Meet the Winners at the Inaugural Africa Architecture Awards




At a recent awards gala held in Cape Town, South Africa, four winners of the first-ever Africa Architectural Awards were unveiled.

The award, which recognizes and rewards worthy architectural projects from around Africa, was founded by Saint-Gobain, an international company that designs, manufactures and distributes environmental-friendly construction materials.

The maiden African architecture awards competition, which received 307 projects from 32 African nations, was divided into four categories: Built, Emergency Voices, Speculative, and Critical Dialogue.

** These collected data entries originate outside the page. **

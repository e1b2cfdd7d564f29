//! Configuration enum types.

use crate::draw::{Color, color::*};
use log::warn;
use schemars::JsonSchema;
use serde::{Deserialize, Serialize};

/// Color value: either a named color or RGB(A) components.
///
/// # Examples
/// ```toml
/// # Named color
/// line_color = "black"
///
/// # Custom RGB color (0-255 per component)
/// fill_color = [255, 128, 0]
///
/// # With alpha
/// background = [255, 255, 255, 128]
/// ```
#[derive(Debug, Serialize, Deserialize, Clone, PartialEq, JsonSchema)]
#[serde(untagged)]
pub enum ColorSpec {
    /// Named color: red, green, blue, yellow, orange, pink, white, black, none
    Name(String),
    /// RGB color as [red, green, blue] where each component is 0-255
    Rgb([u8; 3]),
    /// RGBA color as [red, green, blue, alpha]
    Rgba([u8; 4]),
}

impl ColorSpec {
    pub fn named(name: &str) -> Self {
        ColorSpec::Name(name.to_string())
    }

    /// Converts the color value to a [`Color`].
    ///
    /// Unknown names fall back to `fallback` with a warning.
    pub fn to_color_or(&self, fallback: Color) -> Color {
        match self {
            ColorSpec::Name(name) => crate::util::name_to_color(name).unwrap_or_else(|| {
                warn!("Unknown color '{}', using fallback", name);
                fallback
            }),
            ColorSpec::Rgb([r, g, b]) => Color::new(
                *r as f64 / 255.0,
                *g as f64 / 255.0,
                *b as f64 / 255.0,
                1.0,
            ),
            ColorSpec::Rgba([r, g, b, a]) => Color::new(
                *r as f64 / 255.0,
                *g as f64 / 255.0,
                *b as f64 / 255.0,
                *a as f64 / 255.0,
            ),
        }
    }

    pub fn to_color(&self) -> Color {
        self.to_color_or(BLACK)
    }

    pub fn is_known(&self) -> bool {
        match self {
            ColorSpec::Name(name) => crate::util::name_to_color(name).is_some(),
            ColorSpec::Rgb(_) | ColorSpec::Rgba(_) => true,
        }
    }
}

#[cfg(test)]
mod tests {
    use super::*;

    #[test]
    fn named_colors_resolve() {
        assert_eq!(ColorSpec::named("Red").to_color(), RED);
        assert_eq!(ColorSpec::named("none").to_color(), TRANSPARENT);
    }

    #[test]
    fn unknown_name_uses_fallback() {
        let spec = ColorSpec::named("chartreuse");
        assert!(!spec.is_known());
        assert_eq!(spec.to_color_or(WHITE), WHITE);
    }

    #[test]
    fn rgba_scales_components() {
        let color = ColorSpec::Rgba([255, 0, 0, 51]).to_color();
        assert_eq!(color.r, 1.0);
        assert!((color.a - 0.2).abs() < 1e-9);
    }
}
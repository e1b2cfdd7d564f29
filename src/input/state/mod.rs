mod actions;
mod core;
mod mouse;
mod render;

pub use core::EditorState;
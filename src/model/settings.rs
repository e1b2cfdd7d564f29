//! Tolerances and snapping parameters used by hit-testing and gestures.

use crate::config::Config;
use crate::util::{self, Point};

/// Runtime editing parameters derived from [`Config`].
#[derive(Debug, Clone, Copy, PartialEq)]
pub struct EditSettings {
    /// Radius within which a point handle is hit
    pub hit_radius: f64,
    /// Extra distance beyond half the line width that still hits an outline
    pub outline_tolerance: f64,
    /// Distance within which a construction click closes onto the first vertex
    pub coincidence_threshold: f64,
    /// Grid interval for snapping
    pub grid_size: i32,
    /// Whether drags and construction clicks snap to the grid
    pub snap_to_grid: bool,
    /// Angle step applied when constraining segments with Shift
    pub angle_step_degrees: f64,
    /// Rotation deltas at or below this magnitude are ignored
    pub min_rotation_degrees: f64,
    /// Rectangle mode creates a primitive instead of a closed path
    pub rectangle_primitive: bool,
}

impl Default for EditSettings {
    fn default() -> Self {
        Self {
            hit_radius: 6.0,
            outline_tolerance: 3.0,
            coincidence_threshold: 8.0,
            grid_size: 10,
            snap_to_grid: true,
            angle_step_degrees: 15.0,
            min_rotation_degrees: 0.1,
            rectangle_primitive: false,
        }
    }
}

impl EditSettings {
    pub fn from_config(config: &Config) -> Self {
        Self {
            hit_radius: config.editing.hit_radius,
            outline_tolerance: config.editing.outline_tolerance,
            coincidence_threshold: config.editing.coincidence_threshold,
            grid_size: config.grid.size,
            snap_to_grid: config.grid.snap,
            angle_step_degrees: config.editing.angle_step_degrees,
            min_rotation_degrees: config.editing.min_rotation_degrees,
            rectangle_primitive: config.editing.rectangle_primitive,
        }
    }

    /// Snaps `pos` to the grid when snapping is enabled.
    pub fn snap(&self, pos: Point) -> Point {
        if self.snap_to_grid {
            util::align_point(pos, self.grid_size)
        } else {
            pos
        }
    }
}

For each category, there was a trophy winner. Then from the four trophy winners the panel selected the overall winner of the Grand Prix award worth $10,000.

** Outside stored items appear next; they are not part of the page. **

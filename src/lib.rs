//! Library exports for the vectorscribe editor core.
//!
//! The crate holds a scene of layered, editable vector shapes and turns host
//! pointer and keyboard events into edits on it. Hosts drive an
//! [`EditorState`], poll its redraw flag and render through a [`DrawSurface`].

pub mod config;
pub mod draw;
pub mod input;
pub mod model;
pub mod replay;
pub mod util;

pub use config::Config;
pub use draw::{DrawSurface, RecordingSurface};
pub use input::EditorState;
pub use model::{BezierPath, CanvasObject, Layer, PathKind, Scene};
pub use replay::{ReplayError, ReplayScript};
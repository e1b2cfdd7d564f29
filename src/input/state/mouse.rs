use crate::input::MouseButton;

use super::EditorState;

impl EditorState {
    /// Processes a pointer press at page coordinates `(x, y)`.
    ///
    /// `clicks` is the host's click count; a second click at the same spot
    /// arrives as a double-click instead of another press. The right button
    /// cancels the current gesture.
    pub fn on_mouse_press(&mut self, button: MouseButton, x: f64, y: f64, clicks: u32) {
        let pos = self.set_pointer(x, y);
        let modifiers = self.modifiers;

        match button {
            MouseButton::Left if clicks >= 2 => {
                log::debug!("Double-click at ({}, {}) in {} mode", pos.x, pos.y, self.tool());
                self.dispatch(|mode, ctx| mode.on_double_click(ctx, pos, modifiers));
            }
            MouseButton::Left => {
                self.dispatch(|mode, ctx| mode.on_mouse_down(ctx, pos, modifiers));
            }
            MouseButton::Right => {
                log::debug!("Right click cancels {} mode", self.tool());
                self.reset_mode();
            }
            MouseButton::Middle => {}
        }
        self.refresh_feedback();
    }

    /// Processes pointer motion; modes track drags and previews themselves.
    pub fn on_mouse_motion(&mut self, x: f64, y: f64) {
        let pos = self.set_pointer(x, y);
        let modifiers = self.modifiers;
        self.dispatch(|mode, ctx| mode.on_mouse_move(ctx, pos, modifiers));
        self.refresh_feedback();
    }

    /// Processes a pointer release at page coordinates `(x, y)`.
    pub fn on_mouse_release(&mut self, button: MouseButton, x: f64, y: f64) {
        let pos = self.set_pointer(x, y);
        if button == MouseButton::Left {
            let modifiers = self.modifiers;
            self.dispatch(|mode, ctx| mode.on_mouse_up(ctx, pos, modifiers));
        }
        self.refresh_feedback();
    }
}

The architects of each of the 20 shortlisted projects were flown to Cape Town by Saint-Gobain to attend the awards ceremony, held on the rooftop of the newly-opened Zeutz Museum of Contemporary Art Africa on 28 September 2017.

Winners

The overall winner of the inaugural Africa Architecture Awards 2017 was Choromanski Architects, which designed the Umkhumbane Museum in South Africa. It also won a trophy in the Built category. The company, which was founded in 1996, is made up of a creative team of architects from South Africa.

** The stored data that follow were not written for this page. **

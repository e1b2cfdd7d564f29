//! Press-drag-release rectangle construction.

use super::{InteractionMode, ModeContext, Outcome, place};
use crate::draw::{DashStyle, DrawSurface, StrokeStyle, Style};
use crate::input::Modifiers;
use crate::model::{BezierPath, CursorKind, EditSettings, Feedback, Layer, PathKind, RectanglePrimitive};
use crate::util::{Point, Rect};

/// Tracks the anchor and opposite corner of a rectangle being dragged out.
#[derive(Debug, Default)]
pub struct RectangleMode {
    anchor: Option<Point>,
    corner: Option<Point>,
}

/// Moves `corner` so the rectangle from `anchor` is a square, keeping the
/// drag direction on both axes.
fn square_corner(anchor: Point, corner: Point) -> Point {
    let dx = corner.x - anchor.x;
    let dy = corner.y - anchor.y;
    let side = dx.abs().max(dy.abs());
    let sx = if dx < 0 { -1 } else { 1 };
    let sy = if dy < 0 { -1 } else { 1 };
    Point::new(anchor.x + sx * side, anchor.y + sy * side)
}

impl RectangleMode {
    fn corner_for(&self, anchor: Point, pos: Point, modifiers: Modifiers, settings: &EditSettings) -> Point {
        let corner = place(pos, modifiers, settings);
        if modifiers.shift() {
            square_corner(anchor, corner)
        } else {
            corner
        }
    }

    /// Corners in drag order: anchor, then clockwise for a down-right drag.
    pub fn corners(anchor: Point, corner: Point) -> [Point; 4] {
        [
            anchor,
            Point::new(corner.x, anchor.y),
            corner,
            Point::new(anchor.x, corner.y),
        ]
    }
}

impl InteractionMode for RectangleMode {
    fn on_mouse_down(
        &mut self,
        ctx: &mut ModeContext<'_>,
        pos: Point,
        modifiers: Modifiers,
    ) -> Outcome {
        let anchor = place(pos, modifiers, ctx.settings);
        self.anchor = Some(anchor);
        self.corner = Some(anchor);
        Outcome::redraw()
    }

    fn on_mouse_move(
        &mut self,
        ctx: &mut ModeContext<'_>,
        pos: Point,
        modifiers: Modifiers,
    ) -> Outcome {
        let Some(anchor) = self.anchor else {
            return Outcome::default();
        };
        let corner = self.corner_for(anchor, pos, modifiers, ctx.settings);
        if self.corner == Some(corner) {
            return Outcome::handled();
        }
        self.corner = Some(corner);
        Outcome::redraw()
    }

    fn on_mouse_up(
        &mut self,
        ctx: &mut ModeContext<'_>,
        pos: Point,
        modifiers: Modifiers,
    ) -> Outcome {
        let Some(anchor) = self.anchor.take() else {
            return Outcome::default();
        };
        self.corner = None;
        let corner = self.corner_for(anchor, pos, modifiers, ctx.settings);
        let bounds = Rect::from_corners(anchor, corner);
        if !bounds.is_valid() {
            log::debug!("Discarded degenerate rectangle at ({}, {})", anchor.x, anchor.y);
            return Outcome::redraw();
        }

        let id = if ctx.settings.rectangle_primitive {
            ctx.layer.add(RectanglePrimitive::new(bounds, *ctx.template))
        } else {
            ctx.layer.add(BezierPath::from_vertices(
                PathKind::Closed,
                *ctx.template,
                &Self::corners(anchor, corner),
            ))
        };
        log::info!(
            "Created rectangle {id} {}x{} at ({}, {})",
            bounds.width,
            bounds.height,
            bounds.x,
            bounds.y
        );
        Outcome::redraw()
    }

    fn reset(&mut self, layer: &mut Layer) -> Outcome {
        let had_drag = self.anchor.take().is_some();
        self.corner = None;
        let deselected = layer.deselect_all();
        Outcome {
            redraw: had_drag || deselected,
            selection_changed: deselected,
            handled: true,
        }
    }

    fn draw(&self, surface: &mut dyn DrawSurface, template: &Style, _settings: &EditSettings) {
        let (Some(anchor), Some(corner)) = (self.anchor, self.corner) else {
            return;
        };
        let preview = BezierPath::from_vertices(
            PathKind::Closed,
            *template,
            &Self::corners(anchor, corner),
        );
        let stroke = StrokeStyle {
            dash: DashStyle::Dash,
            ..template.stroke()
        };
        surface.stroke_path(&preview.to_bez_path(), &stroke);
    }

    fn feedback(
        &self,
        _layer: &Layer,
        _settings: &EditSettings,
        _pos: Point,
        modifiers: Modifiers,
    ) -> Feedback {
        match (self.anchor, modifiers.shift()) {
            (Some(_), true) => Feedback::new(CursorKind::Crosshair, "Release to place the square"),
            (Some(_), false) => {
                Feedback::new(CursorKind::Crosshair, "Release to place, Shift for a square")
            }
            (None, _) => Feedback::new(CursorKind::Crosshair, "Drag to draw a rectangle"),
        }
    }
}

#[cfg(test)]
mod tests {
    use super::*;
    use crate::input::modifiers::Modifier;
    use crate::model::CanvasObject;

    fn drag(mode: &mut RectangleMode, layer: &mut Layer, settings: &EditSettings, from: Point, to: Point, modifiers: Modifiers) {
        let template = Style::default();
        let mut ctx = ModeContext {
            layer,
            settings,
            template: &template,
        };
        mode.on_mouse_down(&mut ctx, from, modifiers);
        mode.on_mouse_move(&mut ctx, to, modifiers);
        mode.on_mouse_up(&mut ctx, to, modifiers);
    }

    #[test]
    fn drag_builds_closed_four_vertex_path() {
        let mut layer = Layer::new("rect", 200, 200);
        let mut mode = RectangleMode::default();
        drag(&mut mode, &mut layer, &EditSettings::default(), Point::new(0, 0), Point::new(100, 50), Modifiers::new());
        let CanvasObject::Path(path) = &layer.objects()[0] else {
            panic!("expected a path");
        };
        assert!(path.is_closed());
        assert_eq!(
            path.vertices().collect::<Vec<_>>(),
            vec![Point::new(0, 0), Point::new(100, 0), Point::new(100, 50), Point::new(0, 50)]
        );
    }

    #[test]
    fn shift_forces_square() {
        let mut layer = Layer::new("rect", 200, 200);
        let mut mode = RectangleMode::default();
        let shift = Modifiers::new().with(Modifier::Shift);
        drag(&mut mode, &mut layer, &EditSettings::default(), Point::new(0, 0), Point::new(-30, 60), shift);
        let bounds = layer.objects()[0].bounds().unwrap();
        assert_eq!(bounds, Rect::new(-60, 0, 60, 60).unwrap());
    }

    #[test]
    fn degenerate_drag_is_discarded() {
        let mut layer = Layer::new("rect", 200, 200);
        let mut mode = RectangleMode::default();
        drag(&mut mode, &mut layer, &EditSettings::default(), Point::new(10, 10), Point::new(60, 12), Modifiers::new());
        assert!(layer.is_empty());
    }

    #[test]
    fn primitive_setting_creates_primitive() {
        let mut layer = Layer::new("rect", 200, 200);
        let mut mode = RectangleMode::default();
        let settings = EditSettings {
            rectangle_primitive: true,
            ..EditSettings::default()
        };
        drag(&mut mode, &mut layer, &settings, Point::new(0, 0), Point::new(100, 50), Modifiers::new());
        assert!(matches!(layer.objects()[0], CanvasObject::Primitive(_)));
    }
}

Choromanski Architects has designed numerous projects including residential houses, educational institutions, parks, stadiums and resorts. It has participated in numerous successful architectural competitions and won many awards.

In the Speculative category, which had 91 entries, the trophy winner was Aissata Balde from Unit 12 of the Graduate School of Architecture at the University of Johannesburg. Balde designed the Territory in-Between, a project that explores the relationship between physical and fictional spaces through familiarities in migration in Cape Verde.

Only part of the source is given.